Meilof Veeningen

Formal privacy analysis of communication protocols for identity management

Over the years, formal methods have been developed for the analysis of security and privacy aspects of communication in IT systems. However, existing methods are insufficient to deal with privacy, especially in identity management (IdM), as they fail to take into account whether personal information can be linked to its data subject. In this paper, we propose a general formal method to analyze privacy of communication protocols for IdM. To express privacy, we represent knowledge of personal information in a three-layer model. We show how to deduce knowledge from observed messages and how to verify a range of privacy properties. We validate the approach by applying it to an IdM case study.

Modeling identity-related properties and their privacy strength

In the last years several attempts to define identity-related properties such as identifiability, pseudonymity and anonymity have been made to analyze the privacy offered by information systems and protocols.

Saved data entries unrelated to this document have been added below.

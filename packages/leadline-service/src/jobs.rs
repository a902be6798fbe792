//! Bounded background-job pool for work that must never delay a webhook
//! response: voicemail transcription and spreadsheet logging. A full
//! channel drops the job with a warning instead of blocking.

use std::sync::Arc;

use serde_json::Value;
use tokio::sync::mpsc;
use uuid::Uuid;

use leadline_domain::mask_phone;
use leadline_storage::{models::OutboundKind, tenants};

use crate::{BoxFuture, LeadlineService, Result};

pub const DEFAULT_JOB_CAPACITY: usize = 256;

#[derive(Clone, Debug)]
pub enum Job {
	Transcribe { recording_url: String, call_sid: String, caller: String, tenant_id: Uuid },
	SheetAppend { sheet_id: String, row: Value },
}

#[derive(Clone)]
pub struct JobQueue {
	tx: mpsc::Sender<Job>,
}
impl JobQueue {
	pub fn bounded(capacity: usize) -> (Self, JobReceiver) {
		let (tx, rx) = mpsc::channel(capacity);

		(Self { tx }, JobReceiver { rx })
	}

	pub fn submit(&self, job: Job) {
		if let Err(err) = self.tx.try_send(job) {
			tracing::warn!(error = %err, "Job queue full. Dropping background job.");
		}
	}
}

pub struct JobReceiver {
	rx: mpsc::Receiver<Job>,
}

/// Voicemail transcription backend; the real one lives outside this
/// system. The no-op default declines every recording.
pub trait Transcriber
where
	Self: Send + Sync,
{
	fn transcribe<'a>(&'a self, recording_url: &'a str) -> BoxFuture<'a, Result<Option<String>>>;
}

/// Spreadsheet export backend; same arrangement.
pub trait SheetWriter
where
	Self: Send + Sync,
{
	fn append<'a>(&'a self, sheet_id: &'a str, row: &'a Value) -> BoxFuture<'a, Result<()>>;
}

pub struct NoopTranscriber;
impl Transcriber for NoopTranscriber {
	fn transcribe<'a>(&'a self, _recording_url: &'a str) -> BoxFuture<'a, Result<Option<String>>> {
		Box::pin(async { Ok(None) })
	}
}

pub struct NoopSheetWriter;
impl SheetWriter for NoopSheetWriter {
	fn append<'a>(&'a self, _sheet_id: &'a str, _row: &'a Value) -> BoxFuture<'a, Result<()>> {
		Box::pin(async { Ok(()) })
	}
}

/// Drains the job channel until every sender is gone. Job failures are
/// logged and swallowed; they must never surface into webhook handling.
pub async fn run_jobs(
	service: Arc<LeadlineService>,
	mut receiver: JobReceiver,
	transcriber: Arc<dyn Transcriber>,
	sheets: Arc<dyn SheetWriter>,
) {
	while let Some(job) = receiver.rx.recv().await {
		match job {
			Job::Transcribe { recording_url, call_sid, caller, tenant_id } => {
				let transcript = match transcriber.transcribe(&recording_url).await {
					Ok(Some(text)) => text,
					Ok(None) => continue,
					Err(err) => {
						tracing::warn!(%call_sid, error = %err, "Transcription failed.");

						continue;
					},
				};
				let tenant = match tenants::by_id(&service.db, tenant_id).await {
					Ok(Some(tenant)) => tenant,
					_ => continue,
				};
				let body = format!(
					"Voicemail transcript from {caller}:\n{transcript}\n\nReturn Call:\n{caller}"
				);

				if let Err(err) = service
					.enqueue_message(
						Some(&tenant),
						&tenant.operator_number,
						&body,
						OutboundKind::Internal,
						Some(&format!("{call_sid}_transcript")),
						None,
					)
					.await
				{
					tracing::warn!(
						caller = %mask_phone(&caller),
						error = %err,
						"Failed to queue transcript alert."
					);
				}
			},
			Job::SheetAppend { sheet_id, row } => {
				if let Err(err) = sheets.append(&sheet_id, &row).await {
					tracing::warn!(%sheet_id, error = %err, "Sheet append failed.");
				}
			},
		}
	}
}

However, these definitions are generally incomparable, making it difficult to generalize the results of their analysis. In this paper, we propose a novel framework for formalizing and comparing identity-related properties. The framework employs the notions of detectability, associability and provability to assess the knowledge of an adversary. We show how these notions can be used to specify well-known identity-related properties and classify them with respect to their logical relations and privacy strength. We also demonstrate that the proposed framework is able to capture and compare several existing definitions of identity-related properties.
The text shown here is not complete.